Pioneer in midwifery awarded MBE for dedicated career in maternal health
Professor Sara Kenyon played leading role in practice-changing research including BSOTS triage system
Professor Sara Kenyon played leading role in practice-changing research including BSOTS triage system
A maternal health expert whose research in maternity settings has saved lives and changed clinical practice has been announced as a recipient of an MBE in the King’s New Year Honours.
A midwife by background, Professor Sara Kenyon from the University of Birmingham has spent her career working on research that has improved the outcomes for expectant mothers and babies. She is unique in being elected as a Fellow of both the Royal College of Midwives and the Royal College of Obstetricians and Gynaecologists and is a NIHR Senior Investigator.
Professor Kenyon has played a leading role in the development of the Birmingham Symptom Specific Obstetric Triage System (BSOTS) alongside Dr Nina Johns, a Consultant Obstetrician and Clinical Lead of Delivery Suite at Birmingham Women’s Hospital. BSOTS consists of a prompt and brief assessment (triage) of women when they present with unexpected problems or concerns, and then a standardised way of determining the clinical urgency in which they need to be seen. Using BSOTS improves the safety of mothers, babies, and the management of the department.
BSOTS has been adopted by more than 100 NHS Trusts across the UK with further sites implementing the system and in healthcare systems around the world including Australia and New Zealand. The triage model has also been recommended by the Royal College of Obstetricians and Gynaecologists (RCOG), the Royal College of Midwives and the Care Quality Commission as an example of good practice for supporting the care of pregnant and newly postnatal women outside of scheduled appointments.
In addition, Professor Kenyon has been Chief Investigator of the iHOLDS trial (High or Low Dose Syntocinon for induction of labour) which will provide robust evidence about the optimal dose regimen of Syntocinon (oxytocin) for nulliparous women for whom it is prescribed as part on the induction of labour process. She also led the HOLDS trial for with confirmed delay in the first stage of labour. Professor Kenyon has also been co-investigator for Listen2Baby, a three-year programme, funded by the NIHR, which is aiming to improve the way that midwives monitor the fetal heart for women who are having an uncomplicated labour and an evaluation of the implementation of Continuity of Carer.
Sara Kenyon, Professor of Evidence Based Maternity Care at the University of Birmingham said after finding out she had been named in the New Year Honours:
"It is the most wonderful surprise. My very first thought when I received the news was how proud my parents would be. I am very pleased and proud to be recognised for outstanding achievement within maternity care and the difference the work I have been involved in has made.

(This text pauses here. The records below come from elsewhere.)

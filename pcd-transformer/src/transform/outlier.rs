use pcd_core::{
    config::OutlierRemoval,
    pointcloud::point::{Point, PointCloud},
};
use rayon::prelude::*;

/// Drops isolated points. Without settings, or when the filter would remove
/// more than `max_removed_ratio` of the cloud, the input is returned as is.
pub struct OutlierTransform {
    settings: Option<OutlierRemoval>,
}

impl OutlierTransform {
    pub fn new(settings: Option<OutlierRemoval>) -> Self {
        Self { settings }
    }

    pub fn passthrough() -> Self {
        Self { settings: None }
    }
}

impl Default for OutlierTransform {
    fn default() -> Self {
        Self::passthrough()
    }
}

impl super::Transform for OutlierTransform {
    fn name(&self) -> &'static str {
        "outlier_removal"
    }

    fn transform(&self, point_cloud: PointCloud) -> Vec<PointCloud> {
        let Some(settings) = &self.settings else {
            return vec![point_cloud];
        };
        if point_cloud.is_empty() {
            return vec![point_cloud];
        }

        let kept = radius_filter(&point_cloud.points, settings);
        let removed = point_cloud.len() - kept.len();
        let budget = (point_cloud.len() as f64 * settings.max_removed_ratio).floor() as usize;

        if removed > budget {
            log::warn!(
                "outlier filter would remove {} of {} points (budget {}), keeping all",
                removed,
                point_cloud.len(),
                budget
            );
            return vec![point_cloud];
        }

        log::debug!("outlier filter removed {} points", removed);
        vec![PointCloud::new(kept)]
    }
}

fn radius_filter(points: &[Point], settings: &OutlierRemoval) -> Vec<Point> {
    let radius_sq = settings.radius * settings.radius;

    points
        .par_iter()
        .enumerate()
        .filter(|(i, p)| {
            let neighbors = points
                .iter()
                .enumerate()
                .filter(|(j, q)| i != j && p.squared_distance(q) <= radius_sq)
                .take(settings.min_neighbors)
                .count();
            neighbors >= settings.min_neighbors
        })
        .map(|(_, p)| *p)
        .collect()
}

#[cfg(test)]
mod tests {
    use super::*;
    use crate::transform::Transform;

    fn line_with_outlier(n: usize) -> Vec<Point> {
        let mut points: Vec<Point> = (0..n).map(|i| Point::new(i as f64 * 0.01, 0.0, 0.0)).collect();
        points.push(Point::new(10.0, 10.0, 10.0));
        points
    }

    #[test]
    fn test_default_is_identity() {
        let points = line_with_outlier(20);
        let result = OutlierTransform::default().transform(PointCloud::new(points.clone()));
        assert_eq!(result.len(), 1);
        assert_eq!(result[0].points, points);
    }

    #[test]
    fn test_removes_isolated_point_within_budget() {
        let settings = OutlierRemoval {
            radius: 0.05,
            min_neighbors: 2,
            max_removed_ratio: 0.1,
        };
        let result = OutlierTransform::new(Some(settings)).transform(PointCloud::new(line_with_outlier(40)));
        assert_eq!(result[0].len(), 40);
        assert!(result[0].points.iter().all(|p| p.x < 1.0));
    }

    #[test]
    fn test_never_exceeds_budget() {
        let settings = OutlierRemoval {
            radius: 0.05,
            min_neighbors: 2,
            max_removed_ratio: 0.0,
        };
        let points = line_with_outlier(40);
        let result = OutlierTransform::new(Some(settings)).transform(PointCloud::new(points.clone()));
        assert_eq!(result[0].points, points);
    }
}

No-one works in isolation, so I want to thank all those who I have worked with and my family.”
Professor Kenyon began her career training as a midwife in 1980, and early in her career was a pioneer in midwife involvement in ultrasound scanning at Kings and Dulwich Hospital. She was involved in the beginnings of Antenatal Results and Choices providing independent information and emotional support through antenatal testing and its consequences, which has been established for over 30 years. From there, Kenyon became a research midwife and delivered a major trial into preterm birth (ORACLE) and lead the follow-up of the children at 7 years (ORACLE Children Study) at the University of Leicester and her work included leading the NICE Intrapartum Care Guideline which published in 2007.
Professor Kenyon was awarded a PhD from Leicester University in 2009 and joined the University of Birmingham that year becoming a professor in 2017. Professor Kenyon is a member of the 'MBRRACE-UK' collaboration appointed by the Healthcare Quality Improvement Partnership (HQIP) to continue the national programme of work investigating maternal deaths, stillbirths and infant deaths, including the Confidential Enquiry into Maternal Deaths (CEMD). She has co-lead five perinatal confidential enquires and is also a member of the Perinatal Mortality Review Tool collaboration improving review of perinatal death.
Professor Kenyon was also recognised by the University of Birmingham in 2024 as a recipient of the Rose Sidgwick award for External Engagement and Impact in the Founders’ Awards for her work on the BSOTS programme.
Commenting on the news, Professor Neil Hanley, Head of the College of Medicine and Health at the University of Birmingham said:
“I am thrilled by this honour for Sara. It is fully deserved from her work over many years and wonderful to see it all recognised in this way. It is testament to her approach that I know very many people at the University will be hugely pleased by the news.”